AIM OF THE EXERCISE: Copy exactly the lines of the records below, and only those lines, beginning with the line that contains "pub enum Location" and ending with the line that contains "pub const fn is_at_home(self)".
------------------------------------
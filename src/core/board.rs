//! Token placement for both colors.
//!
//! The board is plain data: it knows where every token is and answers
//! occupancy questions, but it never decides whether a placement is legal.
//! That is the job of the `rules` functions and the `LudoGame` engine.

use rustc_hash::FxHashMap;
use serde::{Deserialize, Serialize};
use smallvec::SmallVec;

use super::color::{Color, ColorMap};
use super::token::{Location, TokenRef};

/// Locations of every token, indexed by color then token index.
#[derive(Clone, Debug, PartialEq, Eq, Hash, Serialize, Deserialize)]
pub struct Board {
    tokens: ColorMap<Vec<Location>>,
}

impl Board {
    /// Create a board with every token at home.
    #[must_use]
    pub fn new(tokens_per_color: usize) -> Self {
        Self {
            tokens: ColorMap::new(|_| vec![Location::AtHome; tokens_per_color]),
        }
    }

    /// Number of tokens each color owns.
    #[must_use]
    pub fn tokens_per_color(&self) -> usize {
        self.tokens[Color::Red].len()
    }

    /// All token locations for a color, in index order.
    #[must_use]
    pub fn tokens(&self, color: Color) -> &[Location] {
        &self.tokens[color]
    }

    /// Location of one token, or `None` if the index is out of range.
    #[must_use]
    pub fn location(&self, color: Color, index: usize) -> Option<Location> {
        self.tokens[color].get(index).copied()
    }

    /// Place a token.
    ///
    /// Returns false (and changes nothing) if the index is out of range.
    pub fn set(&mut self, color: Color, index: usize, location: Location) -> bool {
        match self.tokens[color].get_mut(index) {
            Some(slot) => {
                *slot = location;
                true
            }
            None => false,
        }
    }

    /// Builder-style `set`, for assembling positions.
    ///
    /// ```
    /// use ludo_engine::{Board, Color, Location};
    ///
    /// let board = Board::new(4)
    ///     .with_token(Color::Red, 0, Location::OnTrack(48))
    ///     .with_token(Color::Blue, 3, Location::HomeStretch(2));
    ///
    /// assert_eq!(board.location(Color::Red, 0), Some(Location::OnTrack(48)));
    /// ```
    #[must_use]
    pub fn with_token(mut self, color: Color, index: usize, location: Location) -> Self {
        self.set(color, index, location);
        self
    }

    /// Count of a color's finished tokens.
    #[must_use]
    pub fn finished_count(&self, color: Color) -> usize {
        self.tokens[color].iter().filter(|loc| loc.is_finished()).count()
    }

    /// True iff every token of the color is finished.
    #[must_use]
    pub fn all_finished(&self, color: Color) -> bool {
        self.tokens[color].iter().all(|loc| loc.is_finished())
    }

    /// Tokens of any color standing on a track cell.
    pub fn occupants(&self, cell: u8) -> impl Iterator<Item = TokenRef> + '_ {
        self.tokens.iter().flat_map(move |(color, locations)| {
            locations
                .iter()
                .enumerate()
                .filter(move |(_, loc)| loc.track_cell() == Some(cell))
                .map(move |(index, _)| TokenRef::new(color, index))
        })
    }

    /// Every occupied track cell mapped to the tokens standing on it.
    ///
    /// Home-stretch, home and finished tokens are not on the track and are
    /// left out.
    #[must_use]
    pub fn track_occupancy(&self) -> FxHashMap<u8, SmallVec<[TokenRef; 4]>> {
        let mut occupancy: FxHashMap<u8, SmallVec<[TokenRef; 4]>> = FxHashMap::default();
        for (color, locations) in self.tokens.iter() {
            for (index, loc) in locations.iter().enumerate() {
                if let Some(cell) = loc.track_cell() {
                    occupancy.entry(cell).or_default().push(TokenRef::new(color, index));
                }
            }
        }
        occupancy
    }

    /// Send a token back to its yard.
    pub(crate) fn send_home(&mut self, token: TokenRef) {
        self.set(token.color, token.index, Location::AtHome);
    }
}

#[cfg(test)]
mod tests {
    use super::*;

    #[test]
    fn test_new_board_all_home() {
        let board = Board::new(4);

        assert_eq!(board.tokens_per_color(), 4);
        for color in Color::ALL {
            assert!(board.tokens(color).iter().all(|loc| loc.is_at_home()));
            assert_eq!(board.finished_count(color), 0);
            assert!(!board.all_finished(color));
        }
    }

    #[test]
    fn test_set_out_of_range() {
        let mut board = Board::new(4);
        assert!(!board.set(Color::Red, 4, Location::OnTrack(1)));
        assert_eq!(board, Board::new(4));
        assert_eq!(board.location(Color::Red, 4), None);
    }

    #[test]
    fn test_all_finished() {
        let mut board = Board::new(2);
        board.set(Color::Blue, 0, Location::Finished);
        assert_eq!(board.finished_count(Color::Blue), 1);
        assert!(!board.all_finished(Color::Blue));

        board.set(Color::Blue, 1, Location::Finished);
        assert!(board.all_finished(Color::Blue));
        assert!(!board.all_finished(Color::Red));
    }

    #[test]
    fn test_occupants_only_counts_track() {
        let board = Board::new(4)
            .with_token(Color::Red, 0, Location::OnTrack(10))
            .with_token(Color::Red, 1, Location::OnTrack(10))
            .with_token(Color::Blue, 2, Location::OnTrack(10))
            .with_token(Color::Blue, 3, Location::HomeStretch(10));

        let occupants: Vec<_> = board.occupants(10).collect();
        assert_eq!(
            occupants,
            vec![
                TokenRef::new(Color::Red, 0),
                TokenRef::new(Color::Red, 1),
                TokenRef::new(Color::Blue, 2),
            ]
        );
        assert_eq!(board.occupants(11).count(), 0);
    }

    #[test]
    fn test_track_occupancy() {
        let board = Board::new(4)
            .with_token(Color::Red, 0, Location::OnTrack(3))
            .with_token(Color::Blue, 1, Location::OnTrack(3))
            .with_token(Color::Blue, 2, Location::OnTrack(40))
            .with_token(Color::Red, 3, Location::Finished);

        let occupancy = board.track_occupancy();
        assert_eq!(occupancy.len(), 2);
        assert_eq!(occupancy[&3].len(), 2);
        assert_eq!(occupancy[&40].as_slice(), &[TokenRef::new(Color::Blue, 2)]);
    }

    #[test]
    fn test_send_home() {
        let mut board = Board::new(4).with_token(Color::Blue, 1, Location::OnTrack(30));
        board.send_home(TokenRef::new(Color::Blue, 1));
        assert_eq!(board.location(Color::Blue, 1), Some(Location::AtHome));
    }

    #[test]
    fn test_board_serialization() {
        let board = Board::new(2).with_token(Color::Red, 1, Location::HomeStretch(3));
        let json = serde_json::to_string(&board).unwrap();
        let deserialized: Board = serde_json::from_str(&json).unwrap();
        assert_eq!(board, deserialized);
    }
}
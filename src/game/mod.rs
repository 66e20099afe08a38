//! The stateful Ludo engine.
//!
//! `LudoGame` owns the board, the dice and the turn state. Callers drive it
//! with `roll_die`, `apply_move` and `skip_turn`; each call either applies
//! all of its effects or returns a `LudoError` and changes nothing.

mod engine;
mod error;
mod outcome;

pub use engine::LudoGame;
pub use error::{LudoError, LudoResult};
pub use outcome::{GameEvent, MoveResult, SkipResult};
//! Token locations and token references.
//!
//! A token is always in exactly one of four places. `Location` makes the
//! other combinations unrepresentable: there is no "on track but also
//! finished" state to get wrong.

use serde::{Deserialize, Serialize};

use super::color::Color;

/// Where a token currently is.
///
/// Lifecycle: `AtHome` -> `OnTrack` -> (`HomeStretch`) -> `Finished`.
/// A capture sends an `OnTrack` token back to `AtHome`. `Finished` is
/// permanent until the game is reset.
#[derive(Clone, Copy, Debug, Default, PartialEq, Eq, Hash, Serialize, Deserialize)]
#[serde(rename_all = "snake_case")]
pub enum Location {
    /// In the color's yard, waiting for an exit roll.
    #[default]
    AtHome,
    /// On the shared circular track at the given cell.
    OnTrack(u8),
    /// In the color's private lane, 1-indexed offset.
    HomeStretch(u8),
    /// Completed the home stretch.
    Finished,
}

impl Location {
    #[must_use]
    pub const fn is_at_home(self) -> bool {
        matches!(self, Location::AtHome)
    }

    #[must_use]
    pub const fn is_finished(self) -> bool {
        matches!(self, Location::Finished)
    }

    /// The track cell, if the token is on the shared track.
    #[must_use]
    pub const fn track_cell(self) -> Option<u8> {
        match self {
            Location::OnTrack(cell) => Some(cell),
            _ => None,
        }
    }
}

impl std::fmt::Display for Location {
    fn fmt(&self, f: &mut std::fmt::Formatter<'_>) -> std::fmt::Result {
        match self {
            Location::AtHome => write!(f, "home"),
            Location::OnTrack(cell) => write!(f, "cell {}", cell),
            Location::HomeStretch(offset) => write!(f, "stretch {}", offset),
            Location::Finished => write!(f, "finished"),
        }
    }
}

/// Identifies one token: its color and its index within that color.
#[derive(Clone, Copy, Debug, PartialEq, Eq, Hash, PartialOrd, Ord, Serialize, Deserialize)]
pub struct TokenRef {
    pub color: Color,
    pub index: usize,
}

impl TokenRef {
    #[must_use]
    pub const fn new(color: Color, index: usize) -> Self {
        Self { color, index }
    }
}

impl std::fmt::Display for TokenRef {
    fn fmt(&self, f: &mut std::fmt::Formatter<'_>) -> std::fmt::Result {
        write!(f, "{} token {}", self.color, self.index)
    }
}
------------------------------------
SOLUTION FOR THIS PROBLEM:
pub enum Location {
    /// In the color's yard, waiting for an exit roll.
    #[default]
    AtHome,
    /// On the shared circular track at the given cell.
    OnTrack(u8),
    /// In the color's private lane, 1-indexed offset.
    HomeStretch(u8),
    /// Completed the home stretch.
    Finished,
}

impl Location {
    #[must_use]
    pub const fn is_at_home(self) -> bool {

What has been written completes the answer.